I am saving and savoring this book for my vacation. Even the dust jacket seems designed to entice me, listing the individuals at the center of Menand’s narrative: “George Kennan and Hans Morgenthau, Hannah Arendt and David Riesman, Lee Krasner, Jackson Pollock, and Clement Greenberg; Lionel Trilling, Allen Ginsberg, and Jack Kerouac.” Yes, please.
Menand’s prior work was one of the inspirations for “The Ideas Industry,” so I’m hopeful to find out how his latest work will fire up my neurons.
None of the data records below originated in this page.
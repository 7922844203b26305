//! Error types for iamai-core

use thiserror::Error;

use iamai_plugin_api::AdapterError;

use crate::config::ConfigError;
use crate::plugins::LoaderError;

/// Top-level error type for iamai-core
#[derive(Error, Debug)]
pub enum BotError {
    /// No adapter or plugin with the requested name
    #[error("{kind} not found: {name}")]
    NotFound { kind: &'static str, name: String },

    /// `run()` was called on a bot that already ran
    #[error("Bot is already running or has stopped")]
    AlreadyRunning,

    /// Configuration names an adapter the catalog does not provide
    #[error("Unknown adapter '{name}'")]
    UnknownAdapter { name: String },

    /// An adapter constructor failed
    #[error("Failed to create adapter '{name}': {source}")]
    AdapterInit {
        name: String,
        #[source]
        source: AdapterError,
    },

    #[error("Config error: {0}")]
    Config(#[from] ConfigError),

    #[error("Plugin loading failed: {0}")]
    Loader(#[from] LoaderError),
}

impl BotError {
    pub(crate) fn adapter_not_found(name: &str) -> Self {
        Self::NotFound {
            kind: "adapter",
            name: name.to_string(),
        }
    }

    pub(crate) fn plugin_not_found(name: &str) -> Self {
        Self::NotFound {
            kind: "plugin",
            name: name.to_string(),
        }
    }
}
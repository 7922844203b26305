//! Adapter trait for long-running connectors.

use async_trait::async_trait;

use crate::error::AdapterError;

/// A long-running connector with an explicit start/stop lifecycle.
///
/// The host calls [`start`](Adapter::start) exactly once, on its own task,
/// and [`stop`](Adapter::stop) exactly once during shutdown. `start` may
/// run for the lifetime of the connection; it should return once `stop` has
/// been called. The host imposes no timeout on either call unless one is
/// configured, so a hung `stop` delays shutdown of every later adapter.
#[async_trait]
pub trait Adapter: Send + Sync {
    /// Stable name used as a lookup key.
    fn name(&self) -> &str;

    /// Connect and run.
    async fn start(&self) -> Result<(), AdapterError>;

    /// Disconnect and release resources.
    async fn stop(&self) -> Result<(), AdapterError>;
}
pub mod plugins;
pub mod run;
//! Console adapter - turns lines on stdin into events

use async_trait::async_trait;
use tokio::io::{AsyncBufRead, AsyncBufReadExt, BufReader};
use tokio::sync::Mutex;
use tokio_util::sync::CancellationToken;

use iamai_core::{Adapter, AdapterContext, AdapterError, Event, EventSender};

type LineSource = Box<dyn AsyncBufRead + Send + Unpin>;

/// Reads lines and enqueues each non-empty one as an event named after
/// the trimmed line.
pub struct ConsoleAdapter {
    input: Mutex<LineSource>,
    events: EventSender,
    /// Cancelled by `stop()` or bot shutdown
    stopped: CancellationToken,
}

impl ConsoleAdapter {
    pub const NAME: &'static str = "console";

    /// Read from the process's stdin
    pub fn stdin(ctx: &AdapterContext) -> Self {
        Self::with_reader(ctx, BufReader::new(tokio::io::stdin()))
    }

    pub fn with_reader<R>(ctx: &AdapterContext, reader: R) -> Self
    where
        R: AsyncBufRead + Send + Unpin + 'static,
    {
        Self {
            input: Mutex::new(Box::new(reader)),
            events: ctx.events.clone(),
            stopped: ctx.shutdown.child_token(),
        }
    }
}

#[async_trait]
impl Adapter for ConsoleAdapter {
    fn name(&self) -> &str {
        Self::NAME
    }

    async fn start(&self) -> Result<(), AdapterError> {
        let mut input = self.input.lock().await;
        let mut lines = (&mut *input).lines();

        loop {
            let line = tokio::select! {
                _ = self.stopped.cancelled() => return Ok(()),
                line = lines.next_line() => line?,
            };

            let Some(line) = line else {
                tracing::debug!("Console input closed");
                return Ok(());
            };

            let name = line.trim();
            if name.is_empty() {
                continue;
            }

            self.events
                .send(Event::new(name))
                .await
                .map_err(|e| AdapterError::Connection(e.to_string()))?;
        }
    }

    async fn stop(&self) -> Result<(), AdapterError> {
        self.stopped.cancel();
        Ok(())
    }
}
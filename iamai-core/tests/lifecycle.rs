//! Lifecycle tests for Bot::run
//!
//! These tests drive the full Initialized -> Running -> ShuttingDown ->
//! Stopped sequence with in-process adapters and plugins.

use std::sync::atomic::{AtomicUsize, Ordering};
use std::sync::{Arc, Mutex};
use std::time::Duration;

use async_trait::async_trait;
use iamai_core::{
    Adapter, AdapterCatalog, AdapterError, Bot, BotError, BotOptions, BotState, Config, Event,
    MemorySink, Plugin, PluginError,
};
use tokio_util::sync::CancellationToken;

#[derive(Clone, Copy, PartialEq)]
enum StartMode {
    Ok,
    Fail,
    /// Run until stop() is called
    UntilStopped,
    /// Never return, ignoring stop()
    Hang,
}

struct MockAdapter {
    name: String,
    start_mode: StartMode,
    fail_stop: bool,
    hang_stop: bool,
    starts: AtomicUsize,
    stops: AtomicUsize,
    stopped: CancellationToken,
    stop_log: Arc<Mutex<Vec<String>>>,
}

impl MockAdapter {
    fn new(name: &str, start_mode: StartMode, stop_log: &Arc<Mutex<Vec<String>>>) -> Self {
        Self {
            name: name.to_string(),
            start_mode,
            fail_stop: false,
            hang_stop: false,
            starts: AtomicUsize::new(0),
            stops: AtomicUsize::new(0),
            stopped: CancellationToken::new(),
            stop_log: stop_log.clone(),
        }
    }
}

#[async_trait]
impl Adapter for MockAdapter {
    fn name(&self) -> &str {
        &self.name
    }

    async fn start(&self) -> Result<(), AdapterError> {
        self.starts.fetch_add(1, Ordering::SeqCst);
        match self.start_mode {
            StartMode::Ok => Ok(()),
            StartMode::Fail => Err(AdapterError::start("connection refused")),
            StartMode::UntilStopped => {
                self.stopped.cancelled().await;
                Ok(())
            }
            StartMode::Hang => std::future::pending().await,
        }
    }

    async fn stop(&self) -> Result<(), AdapterError> {
        self.stops.fetch_add(1, Ordering::SeqCst);
        self.stop_log.lock().unwrap().push(self.name.clone());
        self.stopped.cancel();
        if self.hang_stop {
            std::future::pending::<()>().await;
        }
        if self.fail_stop {
            return Err(AdapterError::stop("socket already closed"));
        }
        Ok(())
    }
}

#[derive(Default)]
struct Recorder {
    seen: Mutex<Vec<String>>,
}

impl Plugin for Recorder {
    fn name(&self) -> &str {
        "recorder"
    }

    fn handle_event(&self, event: &Event) -> Result<(), PluginError> {
        self.seen.lock().unwrap().push(event.name.clone());
        Ok(())
    }
}

fn test_options() -> BotOptions {
    BotOptions {
        listen_for_signals: false,
        drain_timeout: Duration::from_millis(200),
        ..BotOptions::default()
    }
}

fn test_bot(config: Config, options: BotOptions) -> (Arc<Bot>, Arc<MemorySink>) {
    let sink = Arc::new(MemorySink::new());
    let bot = Bot::with_options(config, options).with_sink(sink.clone());
    (Arc::new(bot), sink)
}

async fn eventually(mut condition: impl FnMut() -> bool) {
    tokio::time::timeout(Duration::from_secs(2), async {
        while !condition() {
            tokio::time::sleep(Duration::from_millis(5)).await;
        }
    })
    .await
    .expect("condition not met in time");
}

fn spawn_run(bot: &Arc<Bot>) -> tokio::task::JoinHandle<Result<(), BotError>> {
    let bot = bot.clone();
    tokio::spawn(async move { bot.run().await })
}

#[tokio::test]
async fn start_failure_is_reported_and_every_adapter_is_stopped() {
    let (bot, sink) = test_bot(Config::default(), test_options());
    let log = Arc::new(Mutex::new(Vec::new()));
    let x = Arc::new(MockAdapter::new("X", StartMode::Fail, &log));
    let y = Arc::new(MockAdapter::new("Y", StartMode::Ok, &log));
    bot.add_adapter(x.clone());
    bot.add_adapter(y.clone());

    let run = spawn_run(&bot);
    eventually(|| x.starts.load(Ordering::SeqCst) == 1 && y.starts.load(Ordering::SeqCst) == 1)
        .await;
    assert_eq!(bot.state(), BotState::Running);

    bot.shutdown();
    run.await.unwrap().unwrap();

    let start_errors = sink.matching("Error starting adapter");
    assert_eq!(start_errors.len(), 1);
    assert_eq!(start_errors[0].field("adapter"), Some("X"));
    assert!(start_errors[0].field("error").unwrap().contains("connection refused"));

    assert_eq!(x.stops.load(Ordering::SeqCst), 1);
    assert_eq!(y.stops.load(Ordering::SeqCst), 1);
    assert_eq!(bot.state(), BotState::Stopped);
}

#[tokio::test]
async fn stop_failure_does_not_skip_later_adapters() {
    let (bot, sink) = test_bot(Config::default(), test_options());
    let log = Arc::new(Mutex::new(Vec::new()));
    let mut a = MockAdapter::new("a", StartMode::Ok, &log);
    a.fail_stop = true;
    let a = Arc::new(a);
    let b = Arc::new(MockAdapter::new("b", StartMode::Ok, &log));
    let c = Arc::new(MockAdapter::new("c", StartMode::Ok, &log));
    bot.add_adapter(a.clone());
    bot.add_adapter(b.clone());
    bot.add_adapter(c.clone());

    bot.shutdown();
    bot.run().await.unwrap();

    assert_eq!(*log.lock().unwrap(), vec!["a", "b", "c"]);
    for adapter in [&a, &b, &c] {
        assert_eq!(adapter.stops.load(Ordering::SeqCst), 1);
    }

    let stop_errors = sink.matching("Error stopping adapter");
    assert_eq!(stop_errors.len(), 1);
    assert_eq!(stop_errors[0].field("adapter"), Some("a"));
}

#[tokio::test]
async fn shutdown_is_observed_promptly() {
    let (bot, _) = test_bot(Config::default(), test_options());
    let log = Arc::new(Mutex::new(Vec::new()));
    for i in 0..8 {
        bot.add_adapter(Arc::new(MockAdapter::new(
            &format!("adapter-{i}"),
            StartMode::UntilStopped,
            &log,
        )));
    }

    let run = spawn_run(&bot);
    bot.subscribe_state()
        .wait_for(|state| *state == BotState::Running)
        .await
        .unwrap();

    bot.shutdown();
    tokio::time::timeout(Duration::from_millis(500), run)
        .await
        .expect("run did not return promptly")
        .unwrap()
        .unwrap();

    assert_eq!(log.lock().unwrap().len(), 8);
}

#[tokio::test]
async fn shutdown_may_be_requested_repeatedly() {
    let (bot, _) = test_bot(Config::default(), test_options());
    let run = spawn_run(&bot);

    bot.shutdown();
    bot.shutdown();
    bot.shutdown_token().cancel();

    run.await.unwrap().unwrap();
    assert_eq!(bot.state(), BotState::Stopped);
}

#[tokio::test]
async fn second_run_is_rejected() {
    let (bot, _) = test_bot(Config::default(), test_options());
    bot.shutdown();
    bot.run().await.unwrap();

    let err = bot.run().await.unwrap_err();
    assert!(matches!(err, BotError::AlreadyRunning));
    assert_eq!(bot.state(), BotState::Stopped);
}

#[tokio::test]
async fn stop_timeout_bounds_a_hung_adapter() {
    let options = BotOptions {
        stop_timeout: Some(Duration::from_millis(50)),
        ..test_options()
    };
    let (bot, sink) = test_bot(Config::default(), options);
    let log = Arc::new(Mutex::new(Vec::new()));
    let mut hung = MockAdapter::new("hung", StartMode::Ok, &log);
    hung.hang_stop = true;
    let after = Arc::new(MockAdapter::new("after", StartMode::Ok, &log));
    bot.add_adapter(Arc::new(hung));
    bot.add_adapter(after.clone());

    bot.shutdown();
    tokio::time::timeout(Duration::from_secs(1), bot.run())
        .await
        .expect("hung stop stalled shutdown")
        .unwrap();

    let stop_errors = sink.matching("Error stopping adapter");
    assert_eq!(stop_errors.len(), 1);
    assert!(stop_errors[0].field("error").unwrap().contains("timed out"));
    assert_eq!(after.stops.load(Ordering::SeqCst), 1);
}

#[tokio::test]
async fn start_tasks_ignoring_stop_are_aborted() {
    let (bot, sink) = test_bot(Config::default(), test_options());
    let log = Arc::new(Mutex::new(Vec::new()));
    let stubborn = Arc::new(MockAdapter::new("stubborn", StartMode::Hang, &log));
    let polite = Arc::new(MockAdapter::new("polite", StartMode::UntilStopped, &log));
    bot.add_adapter(stubborn.clone());
    bot.add_adapter(polite.clone());

    let run = spawn_run(&bot);
    eventually(|| stubborn.starts.load(Ordering::SeqCst) == 1).await;
    bot.shutdown();
    run.await.unwrap().unwrap();

    let warnings = sink.matching("Adapter still running after stop, aborting");
    assert_eq!(warnings.len(), 1);
    assert_eq!(warnings[0].field("adapter"), Some("stubborn"));
}

#[tokio::test]
async fn queued_events_are_dispatched_by_run_loop() {
    let (bot, _) = test_bot(Config::default(), test_options());
    let recorder = Arc::new(Recorder::default());
    bot.add_plugin(recorder.clone());

    let sender = bot.event_sender();
    sender.send(Event::new("before-run")).await.unwrap();

    let run = spawn_run(&bot);
    sender.send(Event::new("during-run")).await.unwrap();
    eventually(|| recorder.seen.lock().unwrap().len() == 2).await;

    bot.shutdown();
    run.await.unwrap().unwrap();

    assert_eq!(*recorder.seen.lock().unwrap(), vec!["before-run", "during-run"]);
    assert!(sender.send(Event::new("after-stop")).await.is_err());
}

struct Greeter {
    ctx_events: iamai_core::EventSender,
    shutdown: CancellationToken,
}

#[async_trait]
impl Adapter for Greeter {
    fn name(&self) -> &str {
        "greeter"
    }

    async fn start(&self) -> Result<(), AdapterError> {
        self.ctx_events
            .send(Event::new("connected"))
            .await
            .map_err(|e| AdapterError::Connection(e.to_string()))?;
        self.shutdown.cancelled().await;
        Ok(())
    }

    async fn stop(&self) -> Result<(), AdapterError> {
        Ok(())
    }
}

#[tokio::test]
async fn configured_adapters_are_built_from_catalog() {
    let mut config = Config::default();
    config.bot.adapters = vec!["greeter".to_string()];
    let (bot, sink) = test_bot(config, test_options());
    let recorder = Arc::new(Recorder::default());
    bot.add_plugin(recorder.clone());

    let catalog = AdapterCatalog::new().with("greeter", |ctx| {
        Ok(Arc::new(Greeter {
            ctx_events: ctx.events.clone(),
            shutdown: ctx.shutdown.clone(),
        }) as Arc<dyn Adapter>)
    });
    assert_eq!(bot.install_adapters(&catalog).unwrap(), 1);
    assert_eq!(bot.adapter_names(), vec!["greeter"]);

    let run = spawn_run(&bot);
    eventually(|| recorder.seen.lock().unwrap().as_slice() == ["connected"]).await;

    bot.shutdown();
    run.await.unwrap().unwrap();

    // The adapter returned from start() on its own, so nothing was aborted
    assert!(sink.matching("Adapter still running after stop, aborting").is_empty());
}

#[tokio::test]
async fn state_banner_reports_counts() {
    let mut config = Config::default();
    config.log.level = "warning".to_string();
    let (bot, sink) = test_bot(config, test_options());
    let log = Arc::new(Mutex::new(Vec::new()));
    bot.add_adapter(Arc::new(MockAdapter::new("x", StartMode::Ok, &log)));
    bot.add_plugin(Arc::new(Recorder::default()));

    bot.shutdown();
    bot.run().await.unwrap();

    let banner = sink.matching("Bot is running");
    assert_eq!(banner.len(), 1);
    assert_eq!(banner[0].field("log_level"), Some("warning"));
    assert_eq!(banner[0].field("adapters"), Some("1"));
    assert_eq!(banner[0].field("plugins"), Some("1"));
}
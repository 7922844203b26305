//! Plugin module loading
//!
//! - [`ModuleLoader`]: narrow trait for discovering and loading plugin modules
//! - [`DylibLoader`]: loads native dynamic libraries with `libloading`
//! - [`LoaderError`]: one variant per failure kind
//!
//! # Module Structure
//!
//! A plugin directory holds one library per plugin, `<name>.so` (or
//! `.dylib`/`.dll`), built with [`iamai_plugin_api::export_plugin!`]. The
//! loader checks `_iamai_plugin_api_version` against the host's
//! [`iamai_plugin_api::API_VERSION`] before calling `_iamai_plugin_create`.

mod error;
mod loader;

pub use error::LoaderError;
pub use loader::{DylibLoader, ModuleLoader, library_extensions};
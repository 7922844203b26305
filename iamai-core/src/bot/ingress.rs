//! Event ingress - how adapters hand events to the bot

use thiserror::Error;
use tokio::sync::mpsc;

use iamai_plugin_api::Event;

/// Default capacity of the event queue
pub const DEFAULT_EVENT_QUEUE: usize = 256;

/// Errors from enqueueing an event
#[derive(Error, Debug)]
pub enum EventSendError {
    /// The bot has stopped and no longer drains the queue
    #[error("bot is not accepting events (dropped '{0}')")]
    Closed(String),

    /// The queue is at capacity
    #[error("event queue is full (dropped '{0}')")]
    Full(String),
}

/// Cloneable handle for enqueueing events.
///
/// Events are dispatched by the bot's run loop in the order they were
/// enqueued.
#[derive(Debug, Clone)]
pub struct EventSender {
    tx: mpsc::Sender<Event>,
}

impl EventSender {
    pub(crate) fn channel(capacity: usize) -> (Self, mpsc::Receiver<Event>) {
        let (tx, rx) = mpsc::channel(capacity.max(1));
        (Self { tx }, rx)
    }

    /// Enqueue an event, waiting for queue space.
    pub async fn send(&self, event: Event) -> Result<(), EventSendError> {
        self.tx
            .send(event)
            .await
            .map_err(|e| EventSendError::Closed(e.0.name))
    }

    /// Enqueue an event without waiting.
    pub fn try_send(&self, event: Event) -> Result<(), EventSendError> {
        self.tx.try_send(event).map_err(|e| match e {
            mpsc::error::TrySendError::Full(event) => EventSendError::Full(event.name),
            mpsc::error::TrySendError::Closed(event) => EventSendError::Closed(event.name),
        })
    }

    /// Whether the receiving side is gone
    pub fn is_closed(&self) -> bool {
        self.tx.is_closed()
    }
}
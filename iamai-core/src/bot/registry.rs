//! Registry of active adapters and plugins

use std::sync::Arc;

use iamai_plugin_api::{Adapter, Plugin};

/// Adapters and plugins in registration order.
///
/// Names are not required to be unique; lookups return the first match.
/// The bot guards a single `Registry` with one mutex so every add, lookup
/// and dispatch sees a consistent view of both collections.
#[derive(Default)]
pub struct Registry {
    adapters: Vec<Arc<dyn Adapter>>,
    plugins: Vec<Arc<dyn Plugin>>,
}

impl Registry {
    pub fn new() -> Self {
        Self::default()
    }

    pub fn add_adapter(&mut self, adapter: Arc<dyn Adapter>) {
        self.adapters.push(adapter);
    }

    pub fn add_plugin(&mut self, plugin: Arc<dyn Plugin>) {
        self.plugins.push(plugin);
    }

    /// First adapter named `name`
    pub fn find_adapter(&self, name: &str) -> Option<Arc<dyn Adapter>> {
        self.adapters.iter().find(|a| a.name() == name).cloned()
    }

    /// First plugin named `name`
    pub fn find_plugin(&self, name: &str) -> Option<Arc<dyn Plugin>> {
        self.plugins.iter().find(|p| p.name() == name).cloned()
    }

    pub fn adapters(&self) -> &[Arc<dyn Adapter>] {
        &self.adapters
    }

    pub fn plugins(&self) -> &[Arc<dyn Plugin>] {
        &self.plugins
    }

    /// Drop every plugin, returning how many were removed
    pub fn clear_plugins(&mut self) -> usize {
        let removed = self.plugins.len();
        self.plugins.clear();
        removed
    }
}
//! Echo Plugin - A simple example plugin for iamai
//!
//! This plugin demonstrates:
//! - Basic plugin structure with the `export_plugin!` macro
//! - Implementing the `Plugin` trait
//! - Keeping state across events with interior mutability
//! - Returning an error the host reports without stopping dispatch
//!
//! ## Building
//!
//! ```bash
//! cargo build --release
//! ```
//!
//! ## Installing
//!
//! ```bash
//! mkdir -p ./plugins
//! cp target/release/libecho_plugin.so ./plugins/echo.so
//! iamai plugins check ./plugins/echo.so
//! ```

use std::sync::atomic::{AtomicU64, Ordering};

use iamai_plugin_api::{Event, Plugin, PluginError, export_plugin};

/// Prints every event it sees and counts them.
#[derive(Default)]
pub struct EchoPlugin {
    seen: AtomicU64,
}

impl Plugin for EchoPlugin {
    fn name(&self) -> &str {
        "echo"
    }

    fn handle_event(&self, event: &Event) -> Result<(), PluginError> {
        let count = self.seen.fetch_add(1, Ordering::Relaxed) + 1;

        if event.name == "fail" {
            return Err(PluginError::handler(&event.name, "asked to fail"));
        }

        println!("[echo #{count}] {}", event.name);
        Ok(())
    }
}

export_plugin!(EchoPlugin);
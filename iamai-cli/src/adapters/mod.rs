//! Adapters compiled into the `iamai` binary

mod console;

use std::sync::Arc;

use iamai_core::{Adapter, AdapterCatalog};

pub use console::ConsoleAdapter;

/// Catalog of built-in adapters selectable from `bot.adapters`
pub fn builtin_catalog() -> AdapterCatalog {
    AdapterCatalog::new().with(ConsoleAdapter::NAME, |ctx| {
        Ok(Arc::new(ConsoleAdapter::stdin(ctx)) as Arc<dyn Adapter>)
    })
}
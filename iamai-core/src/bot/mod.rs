//! Bot - the orchestrator that owns adapters and plugins
//!
//! The bot keeps a [`Registry`] of adapters and plugins behind a single
//! mutex, starts every adapter on its own task, dispatches events to every
//! plugin in registration order, and stops every adapter once the shutdown
//! token is cancelled (by SIGINT/SIGTERM or [`Bot::shutdown`]).
//!
//! # Example
//!
//! ```no_run
//! use std::path::Path;
//! use std::sync::Arc;
//! use iamai_core::{Bot, Config};
//!
//! # async fn example() -> Result<(), iamai_core::BotError> {
//! let config = Config::load(Path::new("config.json"))?;
//! let bot = Arc::new(Bot::new(config));
//! bot.load_configured_plugins()?;
//! bot.run().await?;
//! # Ok(())
//! # }
//! ```

mod catalog;
mod ingress;
mod registry;
mod signal;
mod state;

pub use catalog::{AdapterCatalog, AdapterContext};
pub use ingress::{DEFAULT_EVENT_QUEUE, EventSender, EventSendError};
pub use registry::Registry;
pub use state::BotState;

use std::panic::AssertUnwindSafe;
use std::path::Path;
use std::sync::{Arc, Mutex, MutexGuard, PoisonError};
use std::time::Duration;

use tokio::sync::{mpsc, watch};
use tokio::task::JoinHandle;
use tokio_util::sync::CancellationToken;

use iamai_plugin_api::{Adapter, Event, Plugin};

use crate::config::Config;
use crate::error::BotError;
use crate::plugins::{DylibLoader, ModuleLoader};
use crate::status::{Severity, StatusRecord, StatusSink, TracingSink};

/// Runtime knobs that are not part of the configuration file
#[derive(Debug, Clone)]
pub struct BotOptions {
    /// Install the SIGINT/SIGTERM listener in `run()`
    pub listen_for_signals: bool,
    /// Give up on an adapter's `stop()` after this long. `None` waits forever.
    pub stop_timeout: Option<Duration>,
    /// How long start tasks may keep running after every adapter was stopped
    pub drain_timeout: Duration,
    /// Render errors with `{:?}` instead of `{}`
    pub verbose_errors: bool,
    /// Capacity of the event queue behind [`EventSender`]
    pub event_queue: usize,
}

impl Default for BotOptions {
    fn default() -> Self {
        Self {
            listen_for_signals: true,
            stop_timeout: None,
            drain_timeout: Duration::from_secs(5),
            verbose_errors: false,
            event_queue: DEFAULT_EVENT_QUEUE,
        }
    }
}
Marc Levinson, “Outside the Box: How Globalization Changed From Moving Stuff to Spreading Ideas.” I am on record as being unperturbed about the supply chain concerns that seem to be animating so many in 2021. Marc Levinson is someone who is more perturbed and mentioned his book to me in correspondence about this question. This is certainly a topic where the world might have evolved more rapidly than my meager abilities to detect it have noticed. The only way to test my priors on subjects like this one is to read more about the subject. So in addition to a mess of articles about supply chain disruption, I will be cracking open Levinson’s history of global value chains.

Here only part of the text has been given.